* _Task prompt_:
Every single entry must be restated word for word.

* _Records for processing_:

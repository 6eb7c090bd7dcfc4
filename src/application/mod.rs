pub mod services;

pub use services::{
    AdminQueryService, AvailabilityResolver, CsvExporter, DuplicateGuard, EventCatalog,
    EventDraft, EventWriteService, RegistrationSubmission, RegistrationWriteService,
};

* _Written solution_:
repository 6eb7c090bd7dcfc4
filename src/application/mod.rs
pub mod services;

pub use services::{
    AdminQueryService, AvailabilityResolver, CsvExporter, DuplicateGuard, EventCatalog,
    EventDraft, EventWriteService, RegistrationSubmission, RegistrationWriteService,
};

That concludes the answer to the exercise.